Kalkıp yüzüme çeki düzen verdiğimde bir şey olmamış gibi banyodan çıkarak mutfağa doğru ilerledim ama içimdeki hislerin ben tutamadan yavaş yavaş büyüdüğünü bilerek yürüdüm.

"Beğendin mi yemekleri?"
"Evet çok beğendim güzelim ellerine sağlık."
"Hadi gel içeriye geçelim."
Gözlerindeki parıltı kalbimi daha da çok kırdı sanki.
İçeriye geçtiğimizde üçlü koltuğa yan yana oturduk. Sakince ona doğru döndüm, "Senin için sıkıntı olmazsa bugün bir şey yapmasak olur mu? Hiç modumda değilim seni de yeteri kadar tatmin edebilir miyim emin değilim." Söylediğimi hoş karşılayıp bozuntuya vermeden gideceğini düşünürken, "Beraber sadece uyumamızı ister misin? Belki sana da iyi gelir." Gözlerim heyecanla parlarken olumlu bir şekilde kafamı salladım ve ayağa kalkarak onu da elinden tutarak koltuktan kaldırıp peşimde götürdüm. Yukarı yatak odamın olduğu kata merdivenlerden çıkarak vardığımızda üzerindeki gömleği ve pantolonu çıkartarak oda yalnızca baksırla kaldı. Üzerimdeki geceliği umursamadan yorganımı kaldırıp içine girdiğimde oda diğer taraftan gelip beni göğsüne yaslarken sıkıca sarıldı.

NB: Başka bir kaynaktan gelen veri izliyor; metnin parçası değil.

use bytes::Bytes;
use futures::{stream, StreamExt};
use std::{process::Stdio, sync::Arc};
use tokio::{io::AsyncWriteExt, process::ChildStdin};
use tracing::{debug, info, warn};

use super::frames::{split_frames, FrameSequence};
use crate::{
    cache::{MediaCache, TrackTags},
    error::{PlaybackError, PlaybackResult},
    sources::{ByteStream, MediaSource, StreamFormat, Track},
};

/// One external transcoding step: raw bytes on stdin, result on stdout.
#[derive(Debug, Clone)]
pub struct StageCommand {
    program: String,
    args: Vec<String>,
}

enum FeedError {
    Source(std::io::Error),
    Stdin(std::io::Error),
}

impl StageCommand {
    pub fn new(program: impl Into<String>, args: &[&str]) -> Self {
        Self {
            program: program.into(),
            args: args.iter().map(|a| a.to_string()).collect(),
        }
    }

    /// Stage A: any container in, interleaved s16le PCM out.
    pub fn decode_to_pcm(ffmpeg: &str, sample_rate: u32, channels: u8) -> Self {
        let rate = sample_rate.to_string();
        let channels = channels.to_string();
        Self::new(
            ffmpeg,
            &[
                "-loglevel",
                "error",
                "-i",
                "pipe:0",
                "-f",
                "s16le",
                "-ar",
                rate.as_str(),
                "-ac",
                channels.as_str(),
                "pipe:1",
            ],
        )
    }

    /// Stage B: PCM in, length-prefixed Opus frames out.
    pub fn encode_frames(dca: &str) -> Self {
        Self::new(dca, &[])
    }

    pub fn program(&self) -> &str {
        &self.program
    }

    /// Runs the stage to completion, feeding `input` to stdin while stdout
    /// is captured in full.
    pub async fn run(&self, input: ByteStream) -> PlaybackResult<Bytes> {
        let mut child = tokio::process::Command::new(&self.program)
            .args(&self.args)
            .stdin(Stdio::piped())
            .stdout(Stdio::piped())
            .stderr(Stdio::piped())
            .kill_on_drop(true)
            .spawn()
            .map_err(|e| {
                PlaybackError::Encoding(format!("could not start {}: {}", self.program, e))
            })?;

        let stdin = child.stdin.take().ok_or_else(|| {
            PlaybackError::Encoding(format!("{} stdin was not captured", self.program))
        })?;

        let (fed, output) = tokio::join!(feed_stdin(stdin, input), child.wait_with_output());

        if let Err(FeedError::Source(e)) = &fed {
            return Err(PlaybackError::Acquisition(format!(
                "source stream failed mid-download: {}",
                e
            )));
        }

        let output = output
            .map_err(|e| PlaybackError::Encoding(format!("{} I/O error: {}", self.program, e)))?;

        if !output.status.success() {
            let stderr = String::from_utf8_lossy(&output.stderr);
            return Err(PlaybackError::Encoding(format!(
                "{} exited with {}: {}",
                self.program,
                output.status,
                stderr.trim()
            )));
        }

        // A stage that exits cleanly without draining stdin is fine.
        if let Err(FeedError::Stdin(e)) = fed {
            if e.kind() != std::io::ErrorKind::BrokenPipe {
                return Err(PlaybackError::Encoding(format!(
                    "writing to {} failed: {}",
                    self.program, e
                )));
            }
        }

        Ok(Bytes::from(output.stdout))
    }
}

async fn feed_stdin(mut stdin: ChildStdin, mut input: ByteStream) -> Result<(), FeedError> {
    while let Some(chunk) = input.next().await {
        let chunk = chunk.map_err(FeedError::Source)?;
        stdin.write_all(&chunk).await.map_err(FeedError::Stdin)?;
    }
    // Dropping stdin closes the pipe.
    Ok(())
}

fn buffered(data: Bytes) -> ByteStream {
    stream::once(async move { Ok(data) }).boxed()
}

/// Picks the preferred audio format, or any audio-capable one.
pub fn select_format<'a>(
    formats: &'a [StreamFormat],
    preferred: &str,
) -> PlaybackResult<&'a StreamFormat> {
    formats
        .iter()
        .find(|f| f.has_audio() && f.format_id == preferred)
        .or_else(|| formats.iter().find(|f| f.has_audio()))
        .ok_or_else(|| PlaybackError::Acquisition("no audio stream available".to_string()))
}

/// Acquire-or-build for a track's frames: cache first, otherwise download,
/// run both stages, split, persist and evict.
pub struct TranscodePipeline {
    source: Arc<dyn MediaSource>,
    cache: Arc<MediaCache>,
    decode: StageCommand,
    encode: StageCommand,
    preferred_format: String,
}

impl TranscodePipeline {
    pub fn new(
        source: Arc<dyn MediaSource>,
        cache: Arc<MediaCache>,
        decode: StageCommand,
        encode: StageCommand,
        preferred_format: impl Into<String>,
    ) -> Self {
        Self {
            source,
            cache,
            decode,
            encode,
            preferred_format: preferred_format.into(),
        }
    }

    pub async fn materialize(&self, track: &Track) -> PlaybackResult<FrameSequence> {
        let id = track.source_id();

        if let Some(data) = self.cache.get(id).await {
            match split_frames(data) {
                Ok(frames) => return Ok(frames),
                Err(e) => warn!("Cached artifact for {} is unreadable, rebuilding: {}", id, e),
            }
        }

        let encoded = self.build(track).await?;
        let frames = split_frames(encoded.clone())?;
        info!("🎼 Transcoded {} into {} frames", track.title(), frames.len());

        self.persist(track, encoded).await;
        Ok(frames)
    }

    async fn build(&self, track: &Track) -> PlaybackResult<Bytes> {
        let format = select_format(track.formats(), &self.preferred_format)?;
        let stream = self.source.open_stream(format).await?;

        let pcm = self.decode.run(stream).await?;
        debug!("{} produced {} bytes of PCM", self.decode.program(), pcm.len());

        self.encode.run(buffered(pcm)).await
    }

    async fn persist(&self, track: &Track, encoded: Bytes) {
        let id = track.source_id();

        if let Err(e) = self.cache.store(id, encoded).await {
            warn!("Non-fatal error occurred while caching {}: {}", id, e);
            return;
        }
        if let Err(e) = self.cache.write_tags(id, &TrackTags::from(track)).await {
            warn!("Non-fatal error occurred while writing tags for {}: {}", id, e);
        }
        if let Err(e) = self.cache.evict().await {
            warn!("Non-fatal error occurred while removing old media: {}", e);
        }
    }
}

#[cfg(all(test, unix))]
mod tests {
    use super::*;
    use crate::audio::frames::write_frame;
    use crate::sources::{test_support, MockMediaSource};
    use pretty_assertions::assert_eq;
    use tempfile::TempDir;

    fn encoded(frames: &[&str]) -> Bytes {
        let mut out = Vec::new();
        for frame in frames {
            write_frame(&mut out, frame.as_bytes());
        }
        Bytes::from(out)
    }

    fn serving(data: Bytes) -> MockMediaSource {
        let mut source = MockMediaSource::new();
        source
            .expect_open_stream()
            .returning(move |_| Ok(buffered(data.clone())));
        source
    }

    fn passthrough(source: MockMediaSource, cache: Arc<MediaCache>) -> TranscodePipeline {
        TranscodePipeline::new(
            Arc::new(source),
            cache,
            StageCommand::new("cat", &[]),
            StageCommand::new("cat", &[]),
            "251",
        )
    }

    #[tokio::test]
    async fn builds_frames_and_caches_artifact() {
        let dir = TempDir::new().unwrap();
        let cache = Arc::new(MediaCache::open(dir.path(), 5).await.unwrap());
        let pipeline = passthrough(serving(encoded(&["one", "two"])), cache.clone());
        let track = test_support::track("song1", "Song One", 200);

        let frames = pipeline.materialize(&track).await.unwrap();

        assert_eq!(frames, vec![Bytes::from_static(b"one"), Bytes::from_static(b"two")]);
        assert!(dir.path().join("song1.dca").exists());
        assert!(dir.path().join("song1.json").exists());
    }

    #[tokio::test]
    async fn second_materialize_is_cache_hit_without_subprocess() {
        let dir = TempDir::new().unwrap();
        let cache = Arc::new(MediaCache::open(dir.path(), 5).await.unwrap());
        let track = test_support::track("song1", "Song One", 200);

        let first = passthrough(serving(encoded(&["a", "b", "c"])), cache.clone());
        let built = first.materialize(&track).await.unwrap();

        // Neither the source nor the stages may be touched again.
        let mut untouched = MockMediaSource::new();
        untouched.expect_open_stream().times(0);
        let second = TranscodePipeline::new(
            Arc::new(untouched),
            cache.clone(),
            StageCommand::new("/nonexistent/ffmpeg", &[]),
            StageCommand::new("/nonexistent/dca", &[]),
            "251",
        );

        assert_eq!(second.materialize(&track).await.unwrap(), built);
        assert_eq!(cache.stats().hits(), 1);
    }

    #[tokio::test(flavor = "multi_thread", worker_threads = 4)]
    async fn concurrent_first_builds_leave_one_intact_artifact() {
        let dir = TempDir::new().unwrap();
        let cache = Arc::new(MediaCache::open(dir.path(), 5).await.unwrap());
        let names: Vec<String> = (0..2000).map(|i| format!("frame-{}", i)).collect();
        let names: Vec<&str> = names.iter().map(String::as_str).collect();
        let pipeline = Arc::new(passthrough(serving(encoded(&names)), cache.clone()));
        let track = test_support::track("same", "Same Song", 120);

        let builds: Vec<_> = (0..8)
            .map(|_| {
                let pipeline = pipeline.clone();
                let track = track.clone();
                tokio::spawn(async move { pipeline.materialize(&track).await })
            })
            .collect();
        for build in builds {
            assert_eq!(build.await.unwrap().unwrap().len(), 2000);
        }

        // Whichever rename won, the file on disk must read back whole.
        let mut untouched = MockMediaSource::new();
        untouched.expect_open_stream().times(0);
        let reread = TranscodePipeline::new(
            Arc::new(untouched),
            cache,
            StageCommand::new("/nonexistent/ffmpeg", &[]),
            StageCommand::new("/nonexistent/dca", &[]),
            "251",
        );
        let frames = reread.materialize(&track).await.unwrap();
        assert_eq!(frames.len(), 2000);
        assert_eq!(frames[0], Bytes::from_static(b"frame-0"));
        assert_eq!(frames[1999], Bytes::from_static(b"frame-1999"));

        let mut files: Vec<String> = std::fs::read_dir(dir.path())
            .unwrap()
            .map(|entry| entry.unwrap().file_name().to_string_lossy().into_owned())
            .collect();
        files.sort();
        assert_eq!(files, vec!["same.dca", "same.json"]);
    }

    #[tokio::test]
    async fn failing_stage_is_encoding_error_and_caches_nothing() {
        let dir = TempDir::new().unwrap();
        let cache = Arc::new(MediaCache::open(dir.path(), 5).await.unwrap());
        let pipeline = TranscodePipeline::new(
            Arc::new(serving(encoded(&["x"]))),
            cache,
            StageCommand::new("cat", &[]),
            StageCommand::new("false", &[]),
            "251",
        );

        let err = pipeline
            .materialize(&test_support::track("bad", "Bad", 10))
            .await
            .unwrap_err();

        assert!(matches!(err, PlaybackError::Encoding(_)));
        assert!(!dir.path().join("bad.dca").exists());
    }

    #[tokio::test]
    async fn truncated_encoder_output_is_encoding_error() {
        let dir = TempDir::new().unwrap();
        let cache = Arc::new(MediaCache::open(dir.path(), 5).await.unwrap());
        let mut data = encoded(&["complete", "partial"]).to_vec();
        data.truncate(data.len() - 2);
        let pipeline = passthrough(serving(Bytes::from(data)), cache);

        let err = pipeline
            .materialize(&test_support::track("cut", "Cut", 10))
            .await
            .unwrap_err();
        assert!(matches!(err, PlaybackError::Encoding(_)));
        assert!(!dir.path().join("cut.dca").exists());
    }

    #[tokio::test]
    async fn broken_source_stream_is_acquisition_error() {
        let dir = TempDir::new().unwrap();
        let cache = Arc::new(MediaCache::open(dir.path(), 5).await.unwrap());
        let mut source = MockMediaSource::new();
        source.expect_open_stream().returning(|_| {
            Ok(stream::iter(vec![
                Ok(Bytes::from_static(b"\x01\x00")),
                Err(std::io::Error::other("connection reset")),
            ])
            .boxed())
        });
        let pipeline = passthrough(source, cache);

        let err = pipeline
            .materialize(&test_support::track("reset", "Reset", 10))
            .await
            .unwrap_err();
        assert!(matches!(err, PlaybackError::Acquisition(_)));
    }

    #[tokio::test]
    async fn building_past_capacity_evicts_oldest() {
        let dir = TempDir::new().unwrap();
        let cache = Arc::new(MediaCache::open(dir.path(), 1).await.unwrap());
        let pipeline = passthrough(serving(encoded(&["x"])), cache.clone());

        pipeline.materialize(&test_support::track("first", "First", 1)).await.unwrap();
        // Make sure the two artifacts get distinct timestamps.
        let old = std::time::SystemTime::now() - std::time::Duration::from_secs(60);
        std::fs::OpenOptions::new()
            .write(true)
            .open(dir.path().join("first.dca"))
            .unwrap()
            .set_modified(old)
            .unwrap();
        pipeline.materialize(&test_support::track("second", "Second", 1)).await.unwrap();

        assert!(!dir.path().join("first.dca").exists());
        assert!(dir.path().join("second.dca").exists());
        assert_eq!(cache.stats().evictions(), 1);
    }

    #[test]
    fn prefers_configured_format_then_any_audio() {
        let format = |id: &str, acodec: &str| StreamFormat {
            format_id: id.to_string(),
            url: format!("https://v/{}", id),
            acodec: Some(acodec.to_string()),
            abr: None,
        };

        let formats = vec![format("160", "none"), format("140", "mp4a"), format("251", "opus")];
        assert_eq!(select_format(&formats, "251").unwrap().format_id, "251");
        assert_eq!(select_format(&formats, "999").unwrap().format_id, "140");

        // The preferred id only counts if it actually carries audio.
        assert_eq!(select_format(&formats, "160").unwrap().format_id, "140");

        let silent = vec![format("160", "none")];
        assert!(matches!(
            select_format(&silent, "251"),
            Err(PlaybackError::Acquisition(_))
        ));
    }
}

Kendimi tutamayıp sessizce ağlamaya başladığımda bir şey yapmadan göğsünde sakinleşmemi bekledi, yarım saatin ardından sakinleştiğimde beni yavaşça yukarı doğru çekip gözlerimin içine sanki ne için ağladığımı gerçekten biliyormuşçasına bakarak oluru yok ama sen yine de göğsümde dinlen senin yuvan olayım der gibi baktı. Bakışlarına dayanamayıp hıçkıra hıçkıra ağlamaya başladığımda bana sıkıca sarıldı ve omzunda ağlamaya devam ettim. Ne zaman sakinleştiğini bilmeden göğsünde uyuya kaldım.

🍷

Gözlerimi açtığımda yatakta tek başımaydım her zaman olacağım gibi. Birinin beni sevmesini kalbimi istemesini beklemem hataydı. Erkekler beni sadece bedenim için isterlerdi, her ne kadar umursamaz özgüvenli olsamda sevilmemenin ve yalnızlığın yükünü kaldırmıyordu bu özellikler.

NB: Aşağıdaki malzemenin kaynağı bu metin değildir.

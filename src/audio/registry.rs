use dashmap::DashMap;
use std::{sync::Arc, time::Duration};
use tracing::info;

use super::{
    player::{PlaybackState, RoomController},
    transcode::TranscodePipeline,
};
use crate::{
    error::{PlaybackError, PlaybackResult},
    voice::{RoomId, VoiceGateway},
};

/// Room id -> controller. Rooms are created on demand and live for the
/// whole process.
pub struct RoomRegistry {
    rooms: DashMap<RoomId, Arc<RoomController>>,
    gateway: Arc<dyn VoiceGateway>,
    pipeline: Arc<TranscodePipeline>,
    max_queue_size: usize,
    track_gap: Duration,
}

impl RoomRegistry {
    pub fn new(
        gateway: Arc<dyn VoiceGateway>,
        pipeline: Arc<TranscodePipeline>,
        max_queue_size: usize,
        track_gap: Duration,
    ) -> Self {
        Self {
            rooms: DashMap::new(),
            gateway,
            pipeline,
            max_queue_size,
            track_gap,
        }
    }

    /// Returns the room's controller, creating it on first registration.
    /// Registering twice keeps the existing queue.
    pub fn register(&self, id: RoomId) -> Arc<RoomController> {
        self.rooms
            .entry(id.clone())
            .or_insert_with(|| {
                info!("🏠 Registered room {}", id);
                Arc::new(RoomController::new(
                    id,
                    self.gateway.clone(),
                    self.pipeline.clone(),
                    self.max_queue_size,
                    self.track_gap,
                ))
            })
            .value()
            .clone()
    }

    pub fn get(&self, id: &RoomId) -> PlaybackResult<Arc<RoomController>> {
        self.rooms
            .get(id)
            .map(|room| room.value().clone())
            .ok_or_else(|| PlaybackError::UnregisteredRoom(id.to_string()))
    }

    pub fn pipeline(&self) -> &Arc<TranscodePipeline> {
        &self.pipeline
    }

    /// Rooms whose playback loop is still running.
    pub fn busy_rooms(&self) -> Vec<RoomId> {
        self.rooms
            .iter()
            .filter(|room| room.value().state() != PlaybackState::Idle)
            .map(|room| room.key().clone())
            .collect()
    }
}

Aralıksız bir saat cam tavandan gri bulutları izlerken telefonuma bildirim gelmesiyle dikkatim telefonuma yöneldi.

Seksi Oğlan:
Bebeğim sabah uyandırmadan çıkmam gerekti, yurtdışından habersiz bir müşterim geldi ve apar topar çıkmam gerekti.

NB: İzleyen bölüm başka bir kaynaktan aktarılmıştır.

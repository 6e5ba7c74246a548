//! # Bot Module
//!
//! Command-facing side of the player.
//!
//! [`MusicService`] is what every command handler talks to: it owns the
//! [`SourceResolver`], the shared transcode pipeline (through the registry)
//! and the [`RoomRegistry`]. [`commands`] turns console lines into
//! calls on it and renders the replies.

pub mod commands;

use std::time::Duration;
use tracing::{debug, info};

use crate::{
    audio::{
        player::{PlaybackState, SkipOutcome},
        registry::RoomRegistry,
    },
    error::PlaybackResult,
    sources::{SourceResolver, TrackSummary},
    voice::{ChannelId, RoomId},
};

pub struct MusicService {
    resolver: SourceResolver,
    rooms: RoomRegistry,
}

impl MusicService {
    pub fn new(resolver: SourceResolver, rooms: RoomRegistry) -> Self {
        Self { resolver, rooms }
    }

    pub fn register(&self, room: RoomId) {
        self.rooms.register(room);
    }

    /// Resolves `url`, makes sure its frames are cached, then queues it in
    /// `room`. Playback starts in `channel` if the room was idle.
    pub async fn resolve_and_enqueue(
        &self,
        room: &RoomId,
        channel: ChannelId,
        url: &str,
    ) -> PlaybackResult<TrackSummary> {
        let controller = self.rooms.get(room)?;

        let track = self.resolver.resolve(url).await?;
        self.rooms.pipeline().materialize(&track).await?;

        let summary = controller.enqueue(channel, track)?;
        info!("📥 Queued {} in room {}", summary, room);
        Ok(summary)
    }

    pub fn list_queue(&self, room: &RoomId) -> PlaybackResult<Vec<TrackSummary>> {
        Ok(self.rooms.get(room)?.list_queue())
    }

    pub fn skip(&self, room: &RoomId) -> PlaybackResult<SkipOutcome> {
        Ok(self.rooms.get(room)?.skip())
    }

    pub fn playback_state(&self, room: &RoomId) -> PlaybackResult<PlaybackState> {
        Ok(self.rooms.get(room)?.state())
    }

    pub fn now_playing(&self, room: &RoomId) -> PlaybackResult<Option<TrackSummary>> {
        Ok(self.rooms.get(room)?.now_playing())
    }

    pub fn last_error(&self, room: &RoomId) -> PlaybackResult<Option<String>> {
        Ok(self.rooms.get(room)?.last_error())
    }

    /// Resolves once no room has a playback loop running, checking every
    /// `poll`.
    pub async fn wait_until_idle(&self, poll: Duration) {
        let mut announced = false;
        loop {
            let busy = self.rooms.busy_rooms();
            if busy.is_empty() {
                return;
            }
            if !announced {
                debug!("⏳ Waiting for {} room(s) to finish playing", busy.len());
                announced = true;
            }
            tokio::time::sleep(poll).await;
        }
    }
}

Yorgun olduğun için uyandırmadım seni dikkat et kendine akşam sendeyim.

Ben:
Günaydın, önemli değil şu anda gayet iyiyim akşam görüşürüz bebeğim.

Telefonumu kökten kapatıp sinirle odanın ucuna atarken gözyaşlarım tekrar benden izinsiz yanaklarımdan yuvarlanmaya başladı. Küçük bir çocuk gibi dizlerimi karnıma çekip hıçkıra hıçkıra saatlerce ağladım sevilemeyeceğimin ağır yüküyle.